◆ **Task details**
Scan the entries for lines with the word "Option" and copy those lines.

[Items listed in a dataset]

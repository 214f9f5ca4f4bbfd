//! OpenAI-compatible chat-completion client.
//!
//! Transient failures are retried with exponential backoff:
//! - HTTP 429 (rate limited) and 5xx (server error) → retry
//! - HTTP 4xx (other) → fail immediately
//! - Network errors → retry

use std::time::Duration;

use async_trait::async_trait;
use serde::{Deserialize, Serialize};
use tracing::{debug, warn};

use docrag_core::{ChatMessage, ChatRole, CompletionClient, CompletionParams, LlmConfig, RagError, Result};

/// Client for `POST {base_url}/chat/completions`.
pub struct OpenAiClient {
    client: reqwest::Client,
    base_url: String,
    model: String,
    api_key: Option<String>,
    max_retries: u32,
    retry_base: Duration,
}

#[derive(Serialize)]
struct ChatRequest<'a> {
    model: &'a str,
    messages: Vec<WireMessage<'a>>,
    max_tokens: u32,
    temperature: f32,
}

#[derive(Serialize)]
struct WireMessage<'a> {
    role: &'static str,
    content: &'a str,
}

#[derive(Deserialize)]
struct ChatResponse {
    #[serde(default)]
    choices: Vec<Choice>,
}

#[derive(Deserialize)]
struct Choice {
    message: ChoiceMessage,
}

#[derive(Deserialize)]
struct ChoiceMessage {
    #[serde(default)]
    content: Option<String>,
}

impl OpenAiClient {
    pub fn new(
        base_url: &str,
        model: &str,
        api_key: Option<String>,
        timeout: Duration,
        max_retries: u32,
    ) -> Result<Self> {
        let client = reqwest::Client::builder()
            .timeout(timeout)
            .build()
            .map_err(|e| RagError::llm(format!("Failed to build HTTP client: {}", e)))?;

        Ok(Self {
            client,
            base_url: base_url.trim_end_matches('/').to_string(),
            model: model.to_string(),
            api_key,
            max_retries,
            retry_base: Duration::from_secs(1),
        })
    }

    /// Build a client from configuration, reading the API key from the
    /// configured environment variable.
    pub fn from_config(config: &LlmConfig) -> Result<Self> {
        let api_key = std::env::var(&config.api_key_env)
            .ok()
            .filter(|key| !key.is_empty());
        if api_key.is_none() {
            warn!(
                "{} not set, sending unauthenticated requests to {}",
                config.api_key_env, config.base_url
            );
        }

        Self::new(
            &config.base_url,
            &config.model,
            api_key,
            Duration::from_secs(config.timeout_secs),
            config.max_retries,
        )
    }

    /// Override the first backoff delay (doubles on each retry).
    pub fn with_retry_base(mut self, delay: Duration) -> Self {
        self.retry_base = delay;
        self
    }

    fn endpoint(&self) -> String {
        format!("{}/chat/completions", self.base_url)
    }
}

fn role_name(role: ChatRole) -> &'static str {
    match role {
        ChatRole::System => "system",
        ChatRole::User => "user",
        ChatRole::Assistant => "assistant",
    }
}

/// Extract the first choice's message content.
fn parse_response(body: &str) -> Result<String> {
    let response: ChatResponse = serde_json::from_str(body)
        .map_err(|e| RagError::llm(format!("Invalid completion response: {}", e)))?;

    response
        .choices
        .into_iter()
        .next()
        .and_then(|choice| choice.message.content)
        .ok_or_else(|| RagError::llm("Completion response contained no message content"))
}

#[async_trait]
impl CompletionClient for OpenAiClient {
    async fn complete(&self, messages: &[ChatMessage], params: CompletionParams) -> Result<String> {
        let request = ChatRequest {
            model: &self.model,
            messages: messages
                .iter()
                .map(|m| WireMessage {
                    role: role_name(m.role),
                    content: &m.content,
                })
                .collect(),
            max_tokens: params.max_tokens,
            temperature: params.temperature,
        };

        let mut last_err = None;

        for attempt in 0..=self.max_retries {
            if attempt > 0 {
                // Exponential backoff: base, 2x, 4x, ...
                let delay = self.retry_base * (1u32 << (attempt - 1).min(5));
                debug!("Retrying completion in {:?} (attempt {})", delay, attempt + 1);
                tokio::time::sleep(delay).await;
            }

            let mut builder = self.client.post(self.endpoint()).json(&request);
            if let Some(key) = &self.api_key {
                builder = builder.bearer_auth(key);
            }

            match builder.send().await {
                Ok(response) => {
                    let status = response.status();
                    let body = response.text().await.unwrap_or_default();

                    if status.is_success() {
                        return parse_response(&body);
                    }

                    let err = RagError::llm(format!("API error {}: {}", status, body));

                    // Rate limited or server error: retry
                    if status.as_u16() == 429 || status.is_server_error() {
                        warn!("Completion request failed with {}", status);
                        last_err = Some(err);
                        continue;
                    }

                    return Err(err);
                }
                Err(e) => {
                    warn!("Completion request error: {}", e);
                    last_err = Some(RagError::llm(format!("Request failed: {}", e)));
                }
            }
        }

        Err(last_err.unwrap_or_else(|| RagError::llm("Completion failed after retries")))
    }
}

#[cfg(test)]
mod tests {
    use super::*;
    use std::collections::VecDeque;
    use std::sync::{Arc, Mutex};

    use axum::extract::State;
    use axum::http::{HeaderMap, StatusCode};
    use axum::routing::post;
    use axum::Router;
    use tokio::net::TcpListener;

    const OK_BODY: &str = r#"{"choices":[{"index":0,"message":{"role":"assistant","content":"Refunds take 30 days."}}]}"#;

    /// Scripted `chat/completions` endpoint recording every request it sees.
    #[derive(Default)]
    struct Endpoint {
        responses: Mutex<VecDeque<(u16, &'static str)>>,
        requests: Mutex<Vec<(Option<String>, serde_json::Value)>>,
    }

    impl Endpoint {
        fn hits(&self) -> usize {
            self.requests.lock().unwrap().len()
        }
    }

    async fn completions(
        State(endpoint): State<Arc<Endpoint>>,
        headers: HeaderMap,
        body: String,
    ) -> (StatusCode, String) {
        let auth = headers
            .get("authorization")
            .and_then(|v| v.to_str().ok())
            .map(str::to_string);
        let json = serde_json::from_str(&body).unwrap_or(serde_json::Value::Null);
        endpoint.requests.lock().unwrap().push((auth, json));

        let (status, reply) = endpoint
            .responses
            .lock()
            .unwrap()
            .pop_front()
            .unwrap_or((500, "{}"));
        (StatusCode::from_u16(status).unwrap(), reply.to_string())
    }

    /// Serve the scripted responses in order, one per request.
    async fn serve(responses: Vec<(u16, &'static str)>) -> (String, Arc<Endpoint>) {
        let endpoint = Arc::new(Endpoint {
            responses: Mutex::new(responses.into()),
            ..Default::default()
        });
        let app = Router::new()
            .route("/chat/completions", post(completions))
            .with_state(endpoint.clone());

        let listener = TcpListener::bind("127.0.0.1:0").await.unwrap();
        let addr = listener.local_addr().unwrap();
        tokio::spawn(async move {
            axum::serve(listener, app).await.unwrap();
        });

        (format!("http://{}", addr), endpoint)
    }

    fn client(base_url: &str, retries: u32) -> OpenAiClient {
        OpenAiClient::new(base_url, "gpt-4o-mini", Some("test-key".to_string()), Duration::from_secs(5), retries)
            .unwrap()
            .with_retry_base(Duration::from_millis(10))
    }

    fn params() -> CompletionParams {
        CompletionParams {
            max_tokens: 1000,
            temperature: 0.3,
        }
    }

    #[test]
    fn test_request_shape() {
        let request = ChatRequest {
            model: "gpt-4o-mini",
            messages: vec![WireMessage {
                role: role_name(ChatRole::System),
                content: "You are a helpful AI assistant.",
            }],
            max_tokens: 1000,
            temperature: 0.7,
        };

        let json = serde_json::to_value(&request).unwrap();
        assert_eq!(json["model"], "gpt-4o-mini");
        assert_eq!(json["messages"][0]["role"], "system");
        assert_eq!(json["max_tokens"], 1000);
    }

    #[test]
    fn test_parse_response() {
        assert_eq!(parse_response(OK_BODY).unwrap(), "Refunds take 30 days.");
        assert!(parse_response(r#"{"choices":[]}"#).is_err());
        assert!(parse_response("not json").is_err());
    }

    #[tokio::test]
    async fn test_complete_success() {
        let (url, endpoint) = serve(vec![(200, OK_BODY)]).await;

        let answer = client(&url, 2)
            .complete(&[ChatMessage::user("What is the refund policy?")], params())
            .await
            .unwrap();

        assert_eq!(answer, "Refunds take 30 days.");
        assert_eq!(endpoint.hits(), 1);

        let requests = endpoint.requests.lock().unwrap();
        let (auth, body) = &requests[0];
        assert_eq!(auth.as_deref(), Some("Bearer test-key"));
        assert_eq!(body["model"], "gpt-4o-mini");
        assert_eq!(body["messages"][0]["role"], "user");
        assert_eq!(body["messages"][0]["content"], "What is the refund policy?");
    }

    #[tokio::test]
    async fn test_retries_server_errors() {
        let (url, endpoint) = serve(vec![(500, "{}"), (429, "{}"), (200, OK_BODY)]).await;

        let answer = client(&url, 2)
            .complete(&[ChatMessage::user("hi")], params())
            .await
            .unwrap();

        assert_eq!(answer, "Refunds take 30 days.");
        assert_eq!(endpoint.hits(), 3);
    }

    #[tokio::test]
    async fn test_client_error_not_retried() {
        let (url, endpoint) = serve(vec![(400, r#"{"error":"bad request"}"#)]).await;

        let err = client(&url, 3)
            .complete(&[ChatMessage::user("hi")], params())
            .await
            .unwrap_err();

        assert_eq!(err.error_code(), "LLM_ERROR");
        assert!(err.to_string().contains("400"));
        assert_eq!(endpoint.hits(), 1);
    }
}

◆ **Written solution**
    api_key: Option<String>,
    content: Option<String>,
        api_key: Option<String>,
        requests: Mutex<Vec<(Option<String>, serde_json::Value)>>,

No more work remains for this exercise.